In this article, we’ll talk about the ServiceNow Event Management process itself, from the reception of the Events (anomalies) from the monitoring tools to their proactive or corrective resolution. For better organization, we’ll cover the subject in three articles, this one being the first, the two others focusing on the transformation of events into alerts and then into incidents or proactive tasks.

Table of Contents

  1. Main tables and configuration
  2. Event Records Overview
  3. Message key
  4. Event Processing Overview
    1. Event reception (anomalies)
    2. Event filtering and transformation
    3. Launching proactive or resolution activities

Main tables and configuration

The Event Management application is built around three main platform tables:

Event table (em_event): the event table receives events from monitoring tools in near-real time, with relevant information about the issue.

Alerts table (em_alert): the alerts table receives alerts generated by event processing. Alerts are action triggers that can be associated with equipment or processes.

Service table (cmdb_ci_service): the service table is the parent table of the “Business”, “Technical” and “Applications” services, as well as other derived services. This table makes it possible to precisely identify the service concerned by alerts, and thus map its health status in detail.

Example of services derived from application services

  • Manual service: cmdb_ci_service_manual
  • Tag-based service: cmdb_ci_service_by_tag
  • Dynamic CI group: cmdb_ci_query_based_service
  • Discovered application: cmdb_ci_service_discovered

NB: Events older than five days are removed from the event table using the table rotation function. It is recommended to not change the table rotation value, as this may have an impact on system performance.

Event Records Overview

Event Records

Source: refers to the monitoring tool that generated the event.

Node: This is the configuration item on which the event occurred. It can be a CI name, MAC address, IP address or Fully Qualified Domain Name (FQDN).

Type: indicates the type of metric, e.g. disk or memory.

Resource: this refers to the resource within a node, such as the C drive, process name, etc.

Metric name: this is the name or attribute of the metric in the monitoring system.

Message key: a unique identifier for a specific event on a configuration item. The message key is responsible for event deduplication.

Severity: this is the criticality of the event, based on the values defined in the monitoring system. Available values are Critical, Major, Minor, Warning, OK and Clear.

Processing notes: provide feedback on processing. It shows event rules and other steps performed during processing.

Status: This represents the life cycle of an Event. Its values are Ready, Processed, Ignored or Error.

  • Ready – when the event has not yet been processed by the system.
  • Processed – when the event has been successfully processed by the system.
  • Ignored – when the event has been ignored by an event rule.
  • Error – when the event has encountered an error during processing.

NB: if the event’s “Severity” is empty, the event cannot be processed and the status will be “Error“.

Message key

The message key is unique and identifies the event. It determines whether an existing alert should be updated or not.

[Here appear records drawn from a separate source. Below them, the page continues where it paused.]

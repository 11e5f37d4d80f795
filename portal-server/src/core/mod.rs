//! 核心模块 - 服务器配置、状态和错误定义
//!
//! # 模块结构
//!
//! - [`Config`] - 服务器配置
//! - [`ServerState`] - 服务器状态
//! - [`Server`] - 进程生命周期
//! - [`ServerError`] - 启动错误
//! - [`tasks`] - 后台任务管理

pub mod config;
pub mod error;
pub mod server;
pub mod state;
pub mod tasks;

pub use config::Config;
pub use error::{Result, ServerError};
pub use server::Server;
pub use state::ServerState;
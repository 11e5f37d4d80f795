//! Recurring Appointment Template Model

use chrono::NaiveDate;
use serde::{Deserialize, Serialize};

/// Recurrence pattern
#[derive(Debug, Clone, Copy, PartialEq, Eq, Serialize, Deserialize)]
#[serde(rename_all = "lowercase")]
#[cfg_attr(feature = "db", derive(sqlx::Type))]
#[cfg_attr(feature = "db", sqlx(rename_all = "lowercase"))]
pub enum RecurrencePattern {
    Daily,
    Weekly,
    Biweekly,
    Monthly,
}

/// Day of week, numbered from Sunday = 0
#[derive(Debug, Clone, Copy, PartialEq, Eq, Hash, PartialOrd, Ord, Serialize, Deserialize)]
#[serde(rename_all = "lowercase")]
#[cfg_attr(feature = "db", derive(sqlx::Type))]
#[cfg_attr(feature = "db", sqlx(rename_all = "lowercase"))]
pub enum WeekDay {
    Sunday,
    Monday,
    Tuesday,
    Wednesday,
    Thursday,
    Friday,
    Saturday,
}

impl WeekDay {
    pub fn number(&self) -> u32 {
        match self {
            Self::Sunday => 0,
            Self::Monday => 1,
            Self::Tuesday => 2,
            Self::Wednesday => 3,
            Self::Thursday => 4,
            Self::Friday => 5,
            Self::Saturday => 6,
        }
    }
}

impl From<chrono::Weekday> for WeekDay {
    fn from(day: chrono::Weekday) -> Self {
        match day {
            chrono::Weekday::Sun => Self::Sunday,
            chrono::Weekday::Mon => Self::Monday,
            chrono::Weekday::Tue => Self::Tuesday,
            chrono::Weekday::Wed => Self::Wednesday,
            chrono::Weekday::Thu => Self::Thursday,
            chrono::Weekday::Fri => Self::Friday,
            chrono::Weekday::Sat => Self::Saturday,
        }
    }
}

/// Recurring appointment template
///
/// Generates concrete appointments on demand. Once `materialized_at` is set the
/// template is frozen.
#[derive(Debug, Clone, PartialEq, Serialize, Deserialize)]
#[cfg_attr(feature = "db", derive(sqlx::FromRow))]
pub struct RecurringTemplate {
    pub id: i64,
    pub supplier_id: i64,
    pub employee_id: i64,
    pub operation_id: i64,
    pub product_id: i64,
    pub quantity_to_deliver: i64,
    pub notes: Option<String>,
    pub pattern: RecurrencePattern,
    pub start_date: NaiveDate,
    /// Inclusive
    pub end_date: Option<NaiveDate>,
    pub max_occurrences: Option<u32>,
    /// Minutes after local midnight (0-1439)
    pub start_time_minutes: u32,
    /// 30-480
    pub duration_minutes: u32,
    #[cfg_attr(feature = "db", sqlx(json))]
    pub week_days: Vec<WeekDay>,
    /// Required for monthly (1-31)
    pub month_day: Option<u32>,
    #[cfg_attr(feature = "db", sqlx(json))]
    pub exclusion_dates: Vec<NaiveDate>,
    pub materialized_at: Option<i64>,
    pub created_at: i64,
    pub updated_at: i64,
}

/// Create recurring template payload
#[derive(Debug, Clone, Serialize, Deserialize)]
pub struct RecurringTemplateCreate {
    pub supplier_id: i64,
    pub employee_id: i64,
    pub operation_id: i64,
    pub product_id: i64,
    pub quantity_to_deliver: i64,
    pub notes: Option<String>,
    pub pattern: RecurrencePattern,
    pub start_date: NaiveDate,
    pub end_date: Option<NaiveDate>,
    pub max_occurrences: Option<u32>,
    pub start_time_minutes: u32,
    pub duration_minutes: u32,
    #[serde(default)]
    pub week_days: Vec<WeekDay>,
    pub month_day: Option<u32>,
    #[serde(default)]
    pub exclusion_dates: Vec<NaiveDate>,
}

If the event has no key provided at the source, the key is automatically populated with: Source, Node, Type, Host resource and Metric name (Source_Node_Type_Resource on host_Metric name).

NB: repetitive events use the same key, the alert uses the same key as the event, and an alert can have more than one event attached.

Message Key Functionality

Event Processing Overview

Event Processing Overview

Event processing is carried out in three steps:

  1. Event reception (anomalies)

This step involves receiving events from monitoring tools. These events are collected from several sources via the MID Servers. The MID Server collects events at a frequency of 120 seconds by default. This frequency can be modified by changing the value of the event collection property (evt_mgmt.connector.minimum_schedule).

Event sources

There are many different sources that can be configured to create events on ServiceNow.

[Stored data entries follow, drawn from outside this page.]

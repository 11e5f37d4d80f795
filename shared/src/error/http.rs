//! HTTP status code mapping for error codes

use super::codes::ErrorCode;
use http::StatusCode;

impl ErrorCode {
    /// Get the appropriate HTTP status code for this error code
    pub fn http_status(&self) -> StatusCode {
        match self {
            Self::Success => StatusCode::OK,

            // 404 Not Found
            Self::NotFound
            | Self::AppointmentNotFound
            | Self::TemplateNotFound
            | Self::SlotNotFound => StatusCode::NOT_FOUND,

            // 409 Conflict
            Self::AlreadyExists
            | Self::AppointmentConflict
            | Self::AppointmentImmutable
            | Self::TemplateImmutable
            | Self::SlotConflict => StatusCode::CONFLICT,

            // 403 Forbidden
            Self::PermissionDenied | Self::TransitionForbidden => StatusCode::FORBIDDEN,

            // 422 Unprocessable: request is well-formed but references missing entities
            Self::SupplierNotFound
            | Self::EmployeeNotFound
            | Self::OperationNotFound
            | Self::ProductNotFound => StatusCode::UNPROCESSABLE_ENTITY,

            // 503 Service Unavailable (transient errors, client can retry)
            Self::TimeoutError => StatusCode::SERVICE_UNAVAILABLE,

            // 500 Internal Server Error
            Self::InternalError | Self::DatabaseError | Self::ConfigError | Self::Unknown => {
                StatusCode::INTERNAL_SERVER_ERROR
            }

            // 400 Bad Request (default for validation/business errors)
            _ => StatusCode::BAD_REQUEST,
        }
    }
}
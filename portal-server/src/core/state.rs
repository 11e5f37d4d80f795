use std::sync::Arc;

use tokio::sync::mpsc;

use crate::core::Config;
use crate::core::error::Result;
use crate::db::DbService;
use crate::db::repository::SqliteStore;
use crate::scheduling::ExpansionLimits;
use crate::services::{
    AppointmentEvent, AppointmentService, AvailabilityService, ChannelNotifier, RecurringService,
};

/// 服务器状态 - 持有所有服务的单例引用
///
/// 使用 Arc 实现浅拷贝，克隆成本极低。
///
/// | 字段 | 类型 | 说明 |
/// |------|------|------|
/// | config | Config | 配置项 (不可变) |
/// | db | DbService | SQLite 连接池 |
/// | store | SqliteStore | 存储实现 (目录、预约、模板、槽位) |
/// | appointments | Arc<AppointmentService> | 预约编排 |
/// | recurring | Arc<RecurringService> | 周期模板 |
/// | availability | Arc<AvailabilityService> | 排班槽位 |
/// | notifier | ChannelNotifier | 通知信号发送端 |
#[derive(Clone)]
pub struct ServerState {
    pub config: Config,
    pub db: DbService,
    pub store: SqliteStore,
    pub appointments: Arc<AppointmentService>,
    pub recurring: Arc<RecurringService>,
    pub availability: Arc<AvailabilityService>,
    pub notifier: ChannelNotifier,
}

impl std::fmt::Debug for ServerState {
    fn fmt(&self, f: &mut std::fmt::Formatter<'_>) -> std::fmt::Result {
        f.debug_struct("ServerState")
            .field("database_path", &self.config.database_path)
            .field("timezone", &self.config.timezone)
            .finish_non_exhaustive()
    }
}

impl ServerState {
    /// 初始化服务器状态
    ///
    /// 创建工作目录、打开数据库并执行迁移，然后装配服务。
    /// 返回的 Receiver 交给 `NotificationWorker` 消费。
    pub async fn initialize(
        config: &Config,
    ) -> Result<(Self, mpsc::Receiver<AppointmentEvent>)> {
        config.ensure_work_dir()?;
        let db = DbService::new(&config.database_path).await?;
        Ok(Self::with_db(config, db))
    }

    /// 使用已打开的数据库装配服务（测试使用内存库）
    pub fn with_db(config: &Config, db: DbService) -> (Self, mpsc::Receiver<AppointmentEvent>) {
        let store = SqliteStore::new(db.pool.clone());
        let shared_store = Arc::new(store.clone());
        let (notifier, rx) = ChannelNotifier::new(config.notify_buffer);
        let shared_notifier = Arc::new(notifier.clone());

        let appointments = Arc::new(AppointmentService::new(
            shared_store.clone(),
            shared_store.clone(),
            shared_store.clone(),
            shared_notifier.clone(),
            config.timezone,
            config.date_range_limit_days,
        ));
        let recurring = Arc::new(RecurringService::new(
            shared_store.clone(),
            shared_store.clone(),
            shared_store.clone(),
            shared_notifier,
            config.timezone,
            ExpansionLimits {
                max_occurrences: config.max_occurrences,
                horizon_years: config.recurrence_horizon_years,
            },
        ));
        let availability = Arc::new(AvailabilityService::new(
            shared_store.clone(),
            shared_store,
        ));

        let state = Self {
            config: config.clone(),
            db,
            store,
            appointments,
            recurring,
            availability,
            notifier,
        };
        (state, rx)
    }
}
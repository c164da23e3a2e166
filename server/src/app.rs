use axum::Router;
use axum::http::{HeaderValue, Method, header};
use tower_http::cors::{AllowOrigin, CorsLayer};
use tracing::warn;

use crate::config::{self, DEFAULT_ALLOWED_ORIGIN};
use crate::routes;
use crate::state::AppState;

pub(crate) fn build_app(state: AppState) -> Router {
    Router::new()
        .route(
            "/generate-map",
            axum::routing::post(routes::maps::generate_map),
        )
        .route(
            "/export-regions",
            axum::routing::post(routes::regions::export_regions),
        )
        .route(
            "/import-regions",
            axum::routing::post(routes::regions::import_regions),
        )
        .route("/health", axum::routing::get(routes::maps::health))
        .layer(cors_layer())
        .with_state(state)
}

/// The frontend runs on a different origin than the API, so the attachment
/// filename header has to be exposed for it to read downloads.
fn cors_layer() -> CorsLayer {
    let configured = config::allowed_origin();
    let origin = HeaderValue::from_str(&configured).unwrap_or_else(|_| {
        warn!("invalid allowed origin {configured:?}, falling back to {DEFAULT_ALLOWED_ORIGIN}");
        HeaderValue::from_static(DEFAULT_ALLOWED_ORIGIN)
    });

    CorsLayer::new()
        .allow_origin(AllowOrigin::exact(origin))
        .allow_methods([Method::GET, Method::POST, Method::OPTIONS])
        .allow_headers([header::CONTENT_TYPE])
        .expose_headers([header::CONTENT_DISPOSITION])
}
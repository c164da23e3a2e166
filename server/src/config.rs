use std::path::PathBuf;
use std::time::Duration;

pub const DEFAULT_SERVER_PORT: u16 = 5001;
/// Dev frontend origin allowed through CORS.
pub const DEFAULT_ALLOWED_ORIGIN: &str = "http://localhost:5173";

pub const DEFAULT_DATA_DIR: &str = "data";
pub const DEFAULT_UPLOAD_DIR: &str = "uploads";
pub const DEFAULT_EXPORT_DIR: &str = "exports";

pub const DEFAULT_UPSTREAM_HTTP_TIMEOUT_SECS: u64 = 30;
pub const DEFAULT_UPSTREAM_CONNECT_TIMEOUT_SECS: u64 = 10;

pub fn server_port() -> u16 {
    std::env::var("REGIONMAP_PORT")
        .ok()
        .and_then(|value| value.parse::<u16>().ok())
        .filter(|value| *value > 0)
        .unwrap_or(DEFAULT_SERVER_PORT)
}

pub fn allowed_origin() -> String {
    std::env::var("REGIONMAP_ALLOWED_ORIGIN")
        .ok()
        .filter(|value| !value.trim().is_empty())
        .unwrap_or_else(|| DEFAULT_ALLOWED_ORIGIN.to_owned())
}

pub fn data_dir() -> PathBuf {
    dir_from_env("REGIONMAP_DATA_DIR", DEFAULT_DATA_DIR)
}

pub fn upload_dir() -> PathBuf {
    dir_from_env("REGIONMAP_UPLOAD_DIR", DEFAULT_UPLOAD_DIR)
}

pub fn export_dir() -> PathBuf {
    dir_from_env("REGIONMAP_EXPORT_DIR", DEFAULT_EXPORT_DIR)
}

pub fn upstream_http_timeout() -> Duration {
    std::env::var("UPSTREAM_HTTP_TIMEOUT_SECS")
        .ok()
        .and_then(|value| value.parse::<u64>().ok())
        .filter(|value| *value > 0)
        .map(Duration::from_secs)
        .unwrap_or_else(|| Duration::from_secs(DEFAULT_UPSTREAM_HTTP_TIMEOUT_SECS))
}

pub fn upstream_connect_timeout() -> Duration {
    std::env::var("UPSTREAM_CONNECT_TIMEOUT_SECS")
        .ok()
        .and_then(|value| value.parse::<u64>().ok())
        .filter(|value| *value > 0)
        .map(Duration::from_secs)
        .unwrap_or_else(|| Duration::from_secs(DEFAULT_UPSTREAM_CONNECT_TIMEOUT_SECS))
}

fn dir_from_env(var: &str, default: &str) -> PathBuf {
    std::env::var(var)
        .ok()
        .filter(|value| !value.trim().is_empty())
        .map(PathBuf::from)
        .unwrap_or_else(|| PathBuf::from(default))
}

#[cfg(test)]
mod tests {
    use super::*;

    #[test]
    fn port_falls_back_on_missing_or_garbage_values() {
        temp_env::with_var("REGIONMAP_PORT", None::<&str>, || {
            assert_eq!(server_port(), DEFAULT_SERVER_PORT);
        });
        temp_env::with_var("REGIONMAP_PORT", Some("not-a-port"), || {
            assert_eq!(server_port(), DEFAULT_SERVER_PORT);
        });
        temp_env::with_var("REGIONMAP_PORT", Some("0"), || {
            assert_eq!(server_port(), DEFAULT_SERVER_PORT);
        });
        temp_env::with_var("REGIONMAP_PORT", Some("8080"), || {
            assert_eq!(server_port(), 8080);
        });
    }

    #[test]
    fn origin_ignores_blank_overrides() {
        temp_env::with_var("REGIONMAP_ALLOWED_ORIGIN", Some("   "), || {
            assert_eq!(allowed_origin(), DEFAULT_ALLOWED_ORIGIN);
        });
        temp_env::with_var("REGIONMAP_ALLOWED_ORIGIN", Some("https://maps.example"), || {
            assert_eq!(allowed_origin(), "https://maps.example");
        });
    }

    #[test]
    fn directories_can_be_relocated() {
        temp_env::with_var("REGIONMAP_DATA_DIR", Some("/var/lib/regionmap"), || {
            assert_eq!(data_dir(), PathBuf::from("/var/lib/regionmap"));
        });
        temp_env::with_var("REGIONMAP_EXPORT_DIR", None::<&str>, || {
            assert_eq!(export_dir(), PathBuf::from(DEFAULT_EXPORT_DIR));
        });
    }

    #[test]
    fn timeouts_require_positive_seconds() {
        temp_env::with_var("UPSTREAM_HTTP_TIMEOUT_SECS", Some("0"), || {
            assert_eq!(
                upstream_http_timeout(),
                Duration::from_secs(DEFAULT_UPSTREAM_HTTP_TIMEOUT_SECS)
            );
        });
        temp_env::with_var("UPSTREAM_HTTP_TIMEOUT_SECS", Some("45"), || {
            assert_eq!(upstream_http_timeout(), Duration::from_secs(45));
        });
    }
}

  • Configure the SNMP Trap function to send events to ServiceNow. For this method, we need to enable the SNMP Trap Listener on the MID Server.

MID SNMP Trap Listener

  • Use the APIs to send events via custom scripts (Scripted REST APIs) or using the REST API of the ServiceNow event table, or the REST API in the import set.

Scripted REST APIs

  • Use vendor-based monitoring software to send an e-mail notification that can be treated as an event by Emails Actions or by Flows.
  • Use vendor-based ServiceNow connectors to collect events through the ServiceNow MID Server.

Connector Instance

  1. Event filtering and transformation

In this step, events received from monitoring tools are filtered and transformed by event rules to generate meaningful alerts. This operation reduces the noise generated by events, binds events to configuration items and generates alerts for events requiring action.

  1. Launching proactive or resolution activities

At this step, we can configure the system to perform proactive or resolution tasks by creating incidents, launching remediation processes or recommending knowledge articles to problem-solving members.

NB: By default, the tasks generated at this step is incidents, and the severity of the alert will determine the priority of these incidents. If we don’t want to generate incidents all the time, we can create a custom table extended from the tasks table to store that information.

For the moment, I suggest we leave it there. In future articles on Event Management, we'll cover more in-depth the filtering and transformation of events, followed by the launching of proactive or resolution activities. In the meantime, I wish you an excellent day and a wonderful week!